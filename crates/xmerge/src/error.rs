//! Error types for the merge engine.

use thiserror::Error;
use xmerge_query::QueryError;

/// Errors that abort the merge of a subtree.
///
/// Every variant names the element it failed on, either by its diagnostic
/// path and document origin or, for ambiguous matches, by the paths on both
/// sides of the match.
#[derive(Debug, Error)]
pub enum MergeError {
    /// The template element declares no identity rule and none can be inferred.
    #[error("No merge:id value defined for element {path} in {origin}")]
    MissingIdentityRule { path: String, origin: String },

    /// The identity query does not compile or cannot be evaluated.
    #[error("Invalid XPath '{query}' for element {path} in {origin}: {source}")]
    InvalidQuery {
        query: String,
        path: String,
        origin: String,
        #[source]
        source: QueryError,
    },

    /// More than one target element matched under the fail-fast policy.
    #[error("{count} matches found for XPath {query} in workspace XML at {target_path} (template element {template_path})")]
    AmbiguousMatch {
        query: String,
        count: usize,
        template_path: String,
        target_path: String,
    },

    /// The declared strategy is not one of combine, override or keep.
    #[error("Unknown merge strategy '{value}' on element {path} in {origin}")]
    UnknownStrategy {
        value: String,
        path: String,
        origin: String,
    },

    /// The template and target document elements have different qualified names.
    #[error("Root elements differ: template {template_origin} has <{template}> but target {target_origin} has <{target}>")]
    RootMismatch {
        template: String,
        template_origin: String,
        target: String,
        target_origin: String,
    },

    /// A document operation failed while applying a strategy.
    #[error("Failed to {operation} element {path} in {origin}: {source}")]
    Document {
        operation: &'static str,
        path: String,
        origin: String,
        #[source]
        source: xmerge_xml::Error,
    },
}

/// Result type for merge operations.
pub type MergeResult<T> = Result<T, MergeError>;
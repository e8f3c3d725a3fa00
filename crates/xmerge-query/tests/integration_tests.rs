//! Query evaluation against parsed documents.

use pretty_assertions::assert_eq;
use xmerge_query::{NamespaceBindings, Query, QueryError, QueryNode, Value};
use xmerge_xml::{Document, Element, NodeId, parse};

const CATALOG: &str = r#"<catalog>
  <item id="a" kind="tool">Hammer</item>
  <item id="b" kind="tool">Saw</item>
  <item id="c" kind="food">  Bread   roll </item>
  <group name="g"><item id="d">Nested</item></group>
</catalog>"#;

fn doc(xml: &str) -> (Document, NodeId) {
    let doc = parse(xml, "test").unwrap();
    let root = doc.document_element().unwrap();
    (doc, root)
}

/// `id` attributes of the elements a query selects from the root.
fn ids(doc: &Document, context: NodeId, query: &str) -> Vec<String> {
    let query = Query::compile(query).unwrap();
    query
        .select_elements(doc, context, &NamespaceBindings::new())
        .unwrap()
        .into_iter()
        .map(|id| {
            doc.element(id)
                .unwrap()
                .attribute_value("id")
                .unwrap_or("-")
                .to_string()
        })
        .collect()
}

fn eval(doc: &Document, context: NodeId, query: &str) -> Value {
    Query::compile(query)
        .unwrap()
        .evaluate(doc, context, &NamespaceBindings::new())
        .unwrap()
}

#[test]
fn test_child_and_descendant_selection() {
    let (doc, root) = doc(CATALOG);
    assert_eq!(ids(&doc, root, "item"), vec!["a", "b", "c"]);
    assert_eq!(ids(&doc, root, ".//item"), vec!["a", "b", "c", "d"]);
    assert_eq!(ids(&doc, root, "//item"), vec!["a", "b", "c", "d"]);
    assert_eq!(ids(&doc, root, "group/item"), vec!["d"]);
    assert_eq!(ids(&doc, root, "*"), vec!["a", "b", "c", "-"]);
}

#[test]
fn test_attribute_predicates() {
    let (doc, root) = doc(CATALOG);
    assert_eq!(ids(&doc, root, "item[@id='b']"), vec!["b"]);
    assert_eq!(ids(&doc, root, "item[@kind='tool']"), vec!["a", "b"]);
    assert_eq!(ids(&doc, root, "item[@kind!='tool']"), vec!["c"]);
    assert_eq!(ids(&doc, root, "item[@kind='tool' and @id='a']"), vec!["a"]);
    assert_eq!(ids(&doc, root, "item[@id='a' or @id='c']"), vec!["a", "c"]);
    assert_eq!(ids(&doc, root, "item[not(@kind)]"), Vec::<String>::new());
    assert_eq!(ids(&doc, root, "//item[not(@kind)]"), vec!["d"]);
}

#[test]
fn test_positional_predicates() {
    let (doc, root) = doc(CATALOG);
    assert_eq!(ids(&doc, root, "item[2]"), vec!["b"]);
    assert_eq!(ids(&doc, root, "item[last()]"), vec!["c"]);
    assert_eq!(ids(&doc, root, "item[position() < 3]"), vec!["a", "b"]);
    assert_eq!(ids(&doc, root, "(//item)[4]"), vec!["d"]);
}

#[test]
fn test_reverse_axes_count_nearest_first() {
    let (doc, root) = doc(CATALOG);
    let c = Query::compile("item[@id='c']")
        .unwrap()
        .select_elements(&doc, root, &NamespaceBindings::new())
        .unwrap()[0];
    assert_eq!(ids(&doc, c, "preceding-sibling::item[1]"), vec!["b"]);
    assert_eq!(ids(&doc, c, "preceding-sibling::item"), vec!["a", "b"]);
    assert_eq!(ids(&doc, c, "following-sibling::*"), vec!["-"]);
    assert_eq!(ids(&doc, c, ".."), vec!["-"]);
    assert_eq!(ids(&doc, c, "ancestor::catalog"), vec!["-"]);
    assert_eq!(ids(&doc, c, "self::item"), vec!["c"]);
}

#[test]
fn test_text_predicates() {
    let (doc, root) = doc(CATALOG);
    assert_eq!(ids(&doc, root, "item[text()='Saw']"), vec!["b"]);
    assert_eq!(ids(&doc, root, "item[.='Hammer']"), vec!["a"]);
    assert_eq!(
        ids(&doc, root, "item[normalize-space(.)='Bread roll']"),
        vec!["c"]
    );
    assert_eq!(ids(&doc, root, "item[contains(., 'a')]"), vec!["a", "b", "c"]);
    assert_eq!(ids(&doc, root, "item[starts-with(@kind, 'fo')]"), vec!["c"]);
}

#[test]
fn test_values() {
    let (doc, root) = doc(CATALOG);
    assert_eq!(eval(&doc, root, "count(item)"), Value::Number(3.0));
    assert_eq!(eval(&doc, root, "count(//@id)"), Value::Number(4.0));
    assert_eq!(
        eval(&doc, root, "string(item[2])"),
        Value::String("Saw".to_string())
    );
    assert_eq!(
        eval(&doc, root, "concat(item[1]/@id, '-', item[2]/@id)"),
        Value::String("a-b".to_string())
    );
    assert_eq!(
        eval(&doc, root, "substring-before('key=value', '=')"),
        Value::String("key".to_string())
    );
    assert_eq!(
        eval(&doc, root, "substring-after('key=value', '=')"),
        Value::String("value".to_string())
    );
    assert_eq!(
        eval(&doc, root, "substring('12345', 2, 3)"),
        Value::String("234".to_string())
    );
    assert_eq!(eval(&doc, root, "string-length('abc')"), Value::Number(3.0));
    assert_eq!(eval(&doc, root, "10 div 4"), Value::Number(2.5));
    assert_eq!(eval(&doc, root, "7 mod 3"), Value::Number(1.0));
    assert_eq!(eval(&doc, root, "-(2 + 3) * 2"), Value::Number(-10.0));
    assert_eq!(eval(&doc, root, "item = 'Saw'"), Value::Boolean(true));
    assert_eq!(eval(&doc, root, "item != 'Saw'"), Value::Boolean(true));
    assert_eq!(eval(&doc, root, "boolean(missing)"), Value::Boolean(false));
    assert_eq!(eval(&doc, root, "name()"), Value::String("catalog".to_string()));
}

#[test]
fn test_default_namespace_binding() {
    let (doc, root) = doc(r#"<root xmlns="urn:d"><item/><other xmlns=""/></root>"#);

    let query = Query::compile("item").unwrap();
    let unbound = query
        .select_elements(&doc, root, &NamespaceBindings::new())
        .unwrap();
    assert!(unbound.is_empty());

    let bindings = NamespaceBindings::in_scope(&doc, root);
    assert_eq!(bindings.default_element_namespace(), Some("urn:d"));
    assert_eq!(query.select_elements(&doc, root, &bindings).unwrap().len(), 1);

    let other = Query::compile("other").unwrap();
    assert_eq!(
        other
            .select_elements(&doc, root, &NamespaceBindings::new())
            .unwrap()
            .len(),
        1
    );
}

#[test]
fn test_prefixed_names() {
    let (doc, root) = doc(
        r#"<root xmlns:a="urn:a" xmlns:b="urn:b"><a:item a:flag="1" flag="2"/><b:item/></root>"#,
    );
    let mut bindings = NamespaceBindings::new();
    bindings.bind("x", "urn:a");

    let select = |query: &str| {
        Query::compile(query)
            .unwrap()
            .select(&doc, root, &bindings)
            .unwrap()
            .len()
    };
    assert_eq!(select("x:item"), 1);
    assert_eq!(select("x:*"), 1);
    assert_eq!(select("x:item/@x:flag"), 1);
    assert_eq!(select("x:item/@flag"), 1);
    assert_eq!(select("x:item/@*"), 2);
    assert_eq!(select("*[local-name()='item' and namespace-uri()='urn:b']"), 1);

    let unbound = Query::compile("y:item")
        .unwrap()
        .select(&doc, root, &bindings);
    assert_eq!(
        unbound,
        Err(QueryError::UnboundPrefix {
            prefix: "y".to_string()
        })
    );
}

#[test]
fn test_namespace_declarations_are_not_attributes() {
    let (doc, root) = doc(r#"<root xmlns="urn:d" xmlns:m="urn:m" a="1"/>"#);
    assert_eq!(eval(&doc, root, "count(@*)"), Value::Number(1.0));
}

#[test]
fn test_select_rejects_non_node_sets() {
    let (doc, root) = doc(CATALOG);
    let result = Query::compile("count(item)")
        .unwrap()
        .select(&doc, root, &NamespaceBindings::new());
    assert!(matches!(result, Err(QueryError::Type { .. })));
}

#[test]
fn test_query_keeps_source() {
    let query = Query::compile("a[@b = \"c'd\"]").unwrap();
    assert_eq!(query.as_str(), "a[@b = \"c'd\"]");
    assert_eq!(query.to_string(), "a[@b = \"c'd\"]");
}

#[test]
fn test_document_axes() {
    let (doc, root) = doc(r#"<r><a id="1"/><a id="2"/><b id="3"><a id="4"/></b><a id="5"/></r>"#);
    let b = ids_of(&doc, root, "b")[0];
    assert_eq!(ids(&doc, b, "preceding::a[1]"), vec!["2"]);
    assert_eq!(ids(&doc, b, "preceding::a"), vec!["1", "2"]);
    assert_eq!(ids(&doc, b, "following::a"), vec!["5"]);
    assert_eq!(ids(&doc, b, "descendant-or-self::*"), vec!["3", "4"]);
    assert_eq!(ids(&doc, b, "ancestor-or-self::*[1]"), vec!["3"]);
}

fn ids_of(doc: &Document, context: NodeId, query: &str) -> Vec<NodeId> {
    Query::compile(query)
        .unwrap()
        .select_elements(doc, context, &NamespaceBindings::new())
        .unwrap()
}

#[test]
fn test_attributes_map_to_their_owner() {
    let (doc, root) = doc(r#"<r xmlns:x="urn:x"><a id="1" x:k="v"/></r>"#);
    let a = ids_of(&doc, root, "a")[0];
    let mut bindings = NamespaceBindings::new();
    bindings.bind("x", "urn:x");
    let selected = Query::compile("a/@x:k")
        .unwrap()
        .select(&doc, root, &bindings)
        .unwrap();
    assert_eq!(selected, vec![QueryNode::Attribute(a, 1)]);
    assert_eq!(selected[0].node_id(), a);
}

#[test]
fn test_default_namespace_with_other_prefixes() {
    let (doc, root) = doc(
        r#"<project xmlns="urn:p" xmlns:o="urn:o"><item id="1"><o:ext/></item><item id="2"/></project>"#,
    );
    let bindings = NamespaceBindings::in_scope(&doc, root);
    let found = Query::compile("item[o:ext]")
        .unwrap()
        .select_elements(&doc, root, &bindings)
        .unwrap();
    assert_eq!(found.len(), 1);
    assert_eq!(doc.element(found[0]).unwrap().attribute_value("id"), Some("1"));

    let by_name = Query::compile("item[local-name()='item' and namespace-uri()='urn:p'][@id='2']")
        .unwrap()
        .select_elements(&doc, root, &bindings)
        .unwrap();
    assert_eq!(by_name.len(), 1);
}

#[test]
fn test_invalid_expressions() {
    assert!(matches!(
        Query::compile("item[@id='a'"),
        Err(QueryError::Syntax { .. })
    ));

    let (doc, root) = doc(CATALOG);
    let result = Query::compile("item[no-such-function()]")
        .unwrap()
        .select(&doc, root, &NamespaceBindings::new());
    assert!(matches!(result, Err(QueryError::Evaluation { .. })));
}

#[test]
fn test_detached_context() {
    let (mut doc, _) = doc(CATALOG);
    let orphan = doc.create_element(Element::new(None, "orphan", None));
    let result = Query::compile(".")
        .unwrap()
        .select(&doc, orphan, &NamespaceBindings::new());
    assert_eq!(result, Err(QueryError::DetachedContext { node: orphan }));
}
=-=-=
ACTIVITY: Give again, exactly as written, every line from the first one above through the line that has "paths on both" in it.

TASK RESPONSE:
filename crates/xmerge/src/error.rs
//! Error types for the merge engine.

use thiserror::Error;
use xmerge_query::QueryError;

/// Errors that abort the merge of a subtree.
///
/// Every variant names the element it failed on, either by its diagnostic
/// path and document origin or, for ambiguous matches, by the paths on both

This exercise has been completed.